▶ _The task_: Once the line containing "assert_eq!(skipped.state, FileState::Skipped);" is found in the records below, return it and each following line exactly, up to and including the line containing "assert!(!summary.success());", and nothing else.
(Beginning of Information)
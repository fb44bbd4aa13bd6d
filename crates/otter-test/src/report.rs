//! Test result aggregation

use std::path::{Path, PathBuf};

use chrono::{DateTime, Utc};
use serde::{Deserialize, Serialize};

use crate::error::ErrorInfo;

/// Final state of a test case
#[derive(Debug, Clone, Copy, PartialEq, Eq, Serialize, Deserialize)]
#[serde(rename_all = "kebab-case")]
pub enum TestState {
    Passed,
    Failed,
    Skipped,
    Todo,
    TimedOut,
}

impl TestState {
    pub fn is_failure(self) -> bool {
        matches!(self, TestState::Failed | TestState::TimedOut)
    }
}

/// Result for a single test case.
#[derive(Debug, Clone, PartialEq, Serialize, Deserialize)]
pub struct TestResult {
    /// Declaration order within the file
    pub id: u32,
    pub name: String,
    /// Suite path and name, joined with " > "
    pub full_name: String,
    pub file: PathBuf,
    pub state: TestState,
    pub duration_ms: u64,
    /// Number of retries used
    pub retry_count: u32,
    #[serde(default, skip_serializing_if = "Vec::is_empty")]
    pub errors: Vec<ErrorInfo>,
}

/// Errors raised by a suite's own `beforeAll`/`afterAll` hooks.
#[derive(Debug, Clone, PartialEq, Serialize, Deserialize)]
pub struct SuiteResult {
    pub full_name: String,
    pub errors: Vec<ErrorInfo>,
}

/// Overall state of a test file
#[derive(Debug, Clone, Copy, PartialEq, Eq, Serialize, Deserialize)]
#[serde(rename_all = "kebab-case")]
pub enum FileState {
    Passed,
    Failed,
    Skipped,
}

/// Result for one test file.
#[derive(Debug, Clone, PartialEq, Serialize, Deserialize)]
pub struct FileResult {
    pub path: PathBuf,
    pub state: FileState,
    pub duration_ms: u64,
    pub tests: Vec<TestResult>,
    #[serde(default, skip_serializing_if = "Vec::is_empty")]
    pub suites: Vec<SuiteResult>,
    /// Collection, configuration, or worker error covering the whole file
    #[serde(default, skip_serializing_if = "Option::is_none")]
    pub error: Option<ErrorInfo>,
}

impl FileResult {
    /// Derive the file state from its tests and errors.
    pub fn new(
        path: &Path,
        mut tests: Vec<TestResult>,
        suites: Vec<SuiteResult>,
        error: Option<ErrorInfo>,
        duration_ms: u64,
    ) -> Self {
        tests.sort_by_key(|t| t.id);
        let failed = error.is_some()
            || !suites.is_empty()
            || tests.iter().any(|t| t.state.is_failure());
        let ran = tests
            .iter()
            .any(|t| !matches!(t.state, TestState::Skipped | TestState::Todo));
        let state = if failed {
            FileState::Failed
        } else if ran {
            FileState::Passed
        } else {
            FileState::Skipped
        };
        Self {
            path: path.to_path_buf(),
            state,
            duration_ms,
            tests,
            suites,
            error,
        }
    }

    /// A file that failed as a whole.
    pub fn errored(path: &Path, error: ErrorInfo) -> Self {
        Self::new(path, Vec::new(), Vec::new(), Some(error), 0)
    }

    /// A file that was never run.
    pub fn skipped(path: &Path) -> Self {
        Self::new(path, Vec::new(), Vec::new(), None, 0)
    }

    pub fn count(&self, state: TestState) -> usize {
        self.tests.iter().filter(|t| t.state == state).count()
    }

    pub fn failed_tests(&self) -> usize {
        self.tests.iter().filter(|t| t.state.is_failure()).count()
    }
}

/// Test run summary
#[derive(Debug, Clone, Serialize, Deserialize)]
pub struct RunSummary {
    pub started_at: DateTime<Utc>,
    pub duration_ms: u64,
    pub total: usize,
    pub passed: usize,
    pub failed: usize,
    pub skipped: usize,
    pub todo: usize,
    pub timed_out: usize,
    /// Files that failed outside of any test (collection errors, worker faults)
    pub file_errors: usize,
    pub files: Vec<FileResult>,
}

impl RunSummary {
    /// Generate a summary from file results
    pub fn from_files(files: Vec<FileResult>, started_at: DateTime<Utc>, duration_ms: u64) -> Self {
        let tests = files.iter().flat_map(|f| f.tests.iter());
        let mut summary = Self {
            started_at,
            duration_ms,
            total: 0,
            passed: 0,
            failed: 0,
            skipped: 0,
            todo: 0,
            timed_out: 0,
            file_errors: files
                .iter()
                .filter(|f| f.error.is_some() || !f.suites.is_empty())
                .count(),
            files: Vec::new(),
        };
        for test in tests {
            summary.total += 1;
            match test.state {
                TestState::Passed => summary.passed += 1,
                TestState::Failed => summary.failed += 1,
                TestState::Skipped => summary.skipped += 1,
                TestState::Todo => summary.todo += 1,
                TestState::TimedOut => summary.timed_out += 1,
            }
        }
        summary.files = files;
        summary
    }

    /// No failed tests, timeouts, or file errors.
    pub fn success(&self) -> bool {
        self.failed == 0 && self.timed_out == 0 && self.file_errors == 0
    }

    pub fn file(&self, path: &Path) -> Option<&FileResult> {
        self.files.iter().find(|f| f.path == path)
    }

    /// Find a test by full name across all files.
    pub fn test(&self, full_name: &str) -> Option<&TestResult> {
        self.files
            .iter()
            .flat_map(|f| f.tests.iter())
            .find(|t| t.full_name == full_name)
    }

    /// Export to JSON
    pub fn to_json(&self) -> Result<String, serde_json::Error> {
        serde_json::to_string_pretty(self)
    }
}

#[cfg(test)]
mod tests {
    use super::*;

    fn result(id: u32, state: TestState) -> TestResult {
        TestResult {
            id,
            name: format!("t{id}"),
            full_name: format!("suite > t{id}"),
            file: PathBuf::from("a.test.js"),
            state,
            duration_ms: 1,
            retry_count: 0,
            errors: Vec::new(),
        }
    }

    #[test]
    fn test_file_state() {
        let path = Path::new("a.test.js");
        let passed = FileResult::new(
            path,
            vec![result(1, TestState::Skipped), result(0, TestState::Passed)],
            Vec::new(),
            None,
            3,
        );
        assert_eq!(passed.state, FileState::Passed);
        assert_eq!(passed.tests[0].id, 0);

        let skipped = FileResult::new(path, vec![result(0, TestState::Todo)], Vec::new(), None, 0);
        assert_eq!(skipped.state, FileState::Skipped);

        let failed = FileResult::new(path, vec![result(0, TestState::TimedOut)], Vec::new(), None, 0);
        assert_eq!(failed.state, FileState::Failed);

        let errored = FileResult::errored(path, ErrorInfo::new("CollectionError", "boom"));
        assert_eq!(errored.state, FileState::Failed);
    }

    #[test]
    fn test_summary_counts() {
        let files = vec![
            FileResult::new(
                Path::new("a.test.js"),
                vec![
                    result(0, TestState::Passed),
                    result(1, TestState::Failed),
                    result(2, TestState::Skipped),
                ],
                Vec::new(),
                None,
                5,
            ),
            FileResult::errored(Path::new("b.test.js"), ErrorInfo::new("WorkerFault", "died")),
        ];
        let summary = RunSummary::from_files(files, Utc::now(), 10);
        assert_eq!(summary.total, 3);
        assert_eq!(summary.passed, 1);
        assert_eq!(summary.failed, 1);
        assert_eq!(summary.skipped, 1);
        assert_eq!(summary.file_errors, 1);
        assert!(!summary.success());
        assert!(summary.test("suite > t1").is_some());
        assert!(summary.to_json().unwrap().contains("\"timed_out\": 0"));
    }
}
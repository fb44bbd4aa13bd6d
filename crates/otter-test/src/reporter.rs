//! Runner events and reporters

use std::io::Write;
use std::path::{Path, PathBuf};

use colored::*;
use parking_lot::Mutex;
use serde::{Deserialize, Serialize};

use crate::report::{FileResult, FileState, RunSummary, TestResult, TestState};

/// A test case about to run.
#[derive(Debug, Clone, PartialEq, Serialize, Deserialize)]
pub struct CaseInfo {
    pub file: PathBuf,
    pub id: u32,
    pub full_name: String,
}

/// Progress emitted by an execution context while it runs a file.
#[derive(Debug, Clone, PartialEq, Serialize, Deserialize)]
#[serde(tag = "event", rename_all = "snake_case")]
pub enum RunnerEvent {
    FileStart { path: PathBuf },
    CaseStart(CaseInfo),
    CaseResult(TestResult),
}

/// Receives runner events.
pub trait EventSink: Send + Sync {
    fn emit(&self, event: RunnerEvent);
}

impl EventSink for tokio::sync::mpsc::UnboundedSender<RunnerEvent> {
    fn emit(&self, event: RunnerEvent) {
        // A closed channel means nobody is listening any more.
        let _ = self.send(event);
    }
}

/// Discards events.
#[derive(Debug, Default, Clone, Copy)]
pub struct NullSink;

impl EventSink for NullSink {
    fn emit(&self, _event: RunnerEvent) {}
}

/// Keeps every event, for inspection in tests.
#[derive(Debug, Default)]
pub struct EventLog {
    events: Mutex<Vec<RunnerEvent>>,
}

impl EventLog {
    pub fn new() -> Self {
        Self::default()
    }

    pub fn events(&self) -> Vec<RunnerEvent> {
        self.events.lock().clone()
    }

    /// Full names of started cases, in start order.
    pub fn started(&self) -> Vec<String> {
        self.events
            .lock()
            .iter()
            .filter_map(|e| match e {
                RunnerEvent::CaseStart(case) => Some(case.full_name.clone()),
                _ => None,
            })
            .collect()
    }
}

impl EventSink for EventLog {
    fn emit(&self, event: RunnerEvent) {
        self.events.lock().push(event);
    }
}

/// Observer of a whole run.
pub trait Reporter: Send {
    fn on_run_start(&mut self, _files: &[PathBuf]) {}
    fn on_file_start(&mut self, _path: &Path) {}
    fn on_case_start(&mut self, _case: &CaseInfo) {}
    fn on_case_result(&mut self, _result: &TestResult) {}
    fn on_file_end(&mut self, _result: &FileResult) {}
    fn on_run_end(&mut self, _summary: &RunSummary) {}

    /// Route a runner event to the matching callback.
    fn on_event(&mut self, event: &RunnerEvent) {
        match event {
            RunnerEvent::FileStart { path } => self.on_file_start(path),
            RunnerEvent::CaseStart(case) => self.on_case_start(case),
            RunnerEvent::CaseResult(result) => self.on_case_result(result),
        }
    }
}

/// Reporter that ignores everything.
#[derive(Debug, Default)]
pub struct SilentReporter;

impl Reporter for SilentReporter {}

/// Human-readable output: one line per test, then totals.
pub struct SummaryReporter {
    out: Box<dyn Write + Send>,
    verbose: bool,
}

impl Default for SummaryReporter {
    fn default() -> Self {
        Self::new(Box::new(std::io::stdout()))
    }
}

impl SummaryReporter {
    pub fn new(out: Box<dyn Write + Send>) -> Self {
        Self { out, verbose: true }
    }

    /// Only print failures and the summary.
    pub fn quiet(mut self) -> Self {
        self.verbose = false;
        self
    }

    fn line(&mut self, text: impl std::fmt::Display) {
        // Reporter output is best effort.
        let _ = writeln!(self.out, "{text}");
    }
}

impl Reporter for SummaryReporter {
    fn on_case_result(&mut self, result: &TestResult) {
        let (mark, name) = match result.state {
            TestState::Passed => ("✓".green(), result.full_name.normal()),
            TestState::Failed => ("×".red(), result.full_name.red()),
            TestState::TimedOut => ("×".red(), format!("{} (timed out)", result.full_name).red()),
            TestState::Skipped => ("↓".yellow(), result.full_name.dimmed()),
            TestState::Todo => ("□".cyan(), result.full_name.dimmed()),
        };
        if !self.verbose && !result.state.is_failure() {
            return;
        }
        let retries = if result.retry_count > 0 {
            format!(" (retry x{})", result.retry_count)
        } else {
            String::new()
        };
        self.line(format!(
            "  {mark} {name} {}{retries}",
            format!("{}ms", result.duration_ms).dimmed()
        ));
        for error in &result.errors {
            self.line(format!("      {}: {}", error.name.red(), error.message));
            if let (Some(expected), Some(actual)) = (&error.expected, &error.actual) {
                self.line(format!("      {} {expected}", "- Expected".green()));
                self.line(format!("      {} {actual}", "+ Received".red()));
            }
        }
    }

    fn on_file_end(&mut self, result: &FileResult) {
        let label = match result.state {
            FileState::Passed => " PASS ".on_green().black(),
            FileState::Failed => " FAIL ".on_red().white(),
            FileState::Skipped => " SKIP ".on_yellow().black(),
        };
        self.line(format!("{label} {}", result.path.display()));
        if let Some(error) = &result.error {
            self.line(format!("  {}: {}", error.name.red().bold(), error.message));
        }
        for suite in &result.suites {
            for error in &suite.errors {
                self.line(format!(
                    "  {} {}: {}",
                    suite.full_name.bold(),
                    error.name.red(),
                    error.message
                ));
            }
        }
    }

    fn on_run_end(&mut self, summary: &RunSummary) {
        self.line("");
        let mut parts = vec![format!("{} passed", summary.passed).green().to_string()];
        if summary.failed > 0 {
            parts.push(format!("{} failed", summary.failed).red().to_string());
        }
        if summary.timed_out > 0 {
            parts.push(format!("{} timed out", summary.timed_out).red().to_string());
        }
        if summary.skipped > 0 {
            parts.push(format!("{} skipped", summary.skipped).yellow().to_string());
        }
        if summary.todo > 0 {
            parts.push(format!("{} todo", summary.todo).cyan().to_string());
        }
        self.line(format!(
            "{} {} ({} total)",
            " Tests ".bold(),
            parts.join(" | "),
            summary.total
        ));
        if summary.file_errors > 0 {
            self.line(format!(
                "{} {}",
                " Errors ".bold(),
                format!("{} file(s) failed outside of tests", summary.file_errors).red()
            ));
        }
        self.line(format!("{} {}ms", " Duration ".bold(), summary.duration_ms));
        let _ = self.out.flush();
    }
}

/// One JSON object per line for every event, for machine consumption.
pub struct JsonLinesReporter {
    out: Box<dyn Write + Send>,
}

#[derive(Serialize)]
#[serde(tag = "event", rename_all = "snake_case")]
enum ReportLine<'a> {
    RunStart { files: &'a [PathBuf] },
    FileEnd { result: &'a FileResult },
    RunEnd { summary: &'a RunSummary },
}

impl JsonLinesReporter {
    pub fn new(out: Box<dyn Write + Send>) -> Self {
        Self { out }
    }

    fn write(&mut self, line: &impl Serialize) {
        if let Ok(json) = serde_json::to_string(line) {
            let _ = writeln!(self.out, "{json}");
        }
    }
}

impl Reporter for JsonLinesReporter {
    fn on_run_start(&mut self, files: &[PathBuf]) {
        self.write(&ReportLine::RunStart { files });
    }

    fn on_event(&mut self, event: &RunnerEvent) {
        self.write(event);
    }

    fn on_file_end(&mut self, result: &FileResult) {
        self.write(&ReportLine::FileEnd { result });
    }

    fn on_run_end(&mut self, summary: &RunSummary) {
        self.write(&ReportLine::RunEnd { summary });
        let _ = self.out.flush();
    }
}
//! Coordinator/worker messages

use std::collections::BTreeMap;
use std::path::PathBuf;

use serde::{Deserialize, Serialize};

use crate::config::TestConfig;
use crate::report::FileResult;
use crate::reporter::RunnerEvent;

/// Coordinator to worker.
#[derive(Debug, Clone, PartialEq, Serialize, Deserialize)]
#[serde(tag = "type", rename_all = "snake_case")]
pub enum Request {
    /// Configure the worker. Replaces any live context.
    Init { config: Box<TestConfig> },
    /// Run one file. With `fresh`, the previous context is torn down first.
    RunFile { path: PathBuf, fresh: bool },
    /// Change base environment variables; `None` removes one.
    ApplyEnv {
        changes: BTreeMap<String, Option<String>>,
    },
    /// Tear down the live context.
    Teardown,
    Shutdown,
}

/// Worker to coordinator.
#[derive(Debug, Clone, PartialEq, Serialize, Deserialize)]
#[serde(tag = "type", rename_all = "snake_case")]
pub enum Response {
    Event { event: RunnerEvent },
    FileDone { result: FileResult },
    Ack,
    Error { message: String },
}

#[cfg(test)]
mod tests {
    use super::*;
    use crate::reporter::CaseInfo;

    #[test]
    fn test_wire_shape() {
        let request = Request::RunFile {
            path: PathBuf::from("/a.test.js"),
            fresh: true,
        };
        assert_eq!(
            serde_json::to_value(&request).unwrap(),
            serde_json::json!({"type": "run_file", "path": "/a.test.js", "fresh": true})
        );

        let response = Response::Event {
            event: RunnerEvent::CaseStart(CaseInfo {
                file: PathBuf::from("/a.test.js"),
                id: 3,
                full_name: "math > adds".to_string(),
            }),
        };
        let json = serde_json::to_string(&response).unwrap();
        assert!(json.contains("\"event\":\"case_start\""));
        assert_eq!(serde_json::from_str::<Response>(&json).unwrap(), response);
    }
}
(End of Information)
▶ _Result of the task_:
        assert_eq!(skipped.state, FileState::Skipped);

        let failed = FileResult::new(path, vec![result(0, TestState::TimedOut)], Vec::new(), None, 0);
        assert_eq!(failed.state, FileState::Failed);

        let errored = FileResult::errored(path, ErrorInfo::new("CollectionError", "boom"));
        assert_eq!(errored.state, FileState::Failed);
    }

    #[test]
    fn test_summary_counts() {
        let files = vec![
            FileResult::new(
                Path::new("a.test.js"),
                vec![
                    result(0, TestState::Passed),
                    result(1, TestState::Failed),
                    result(2, TestState::Skipped),
                ],
                Vec::new(),
                None,
                5,
            ),
            FileResult::errored(Path::new("b.test.js"), ErrorInfo::new("WorkerFault", "died")),
        ];
        let summary = RunSummary::from_files(files, Utc::now(), 10);
        assert_eq!(summary.total, 3);
        assert_eq!(summary.passed, 1);
        assert_eq!(summary.failed, 1);
        assert_eq!(summary.skipped, 1);
        assert_eq!(summary.file_errors, 1);
        assert!(!summary.success());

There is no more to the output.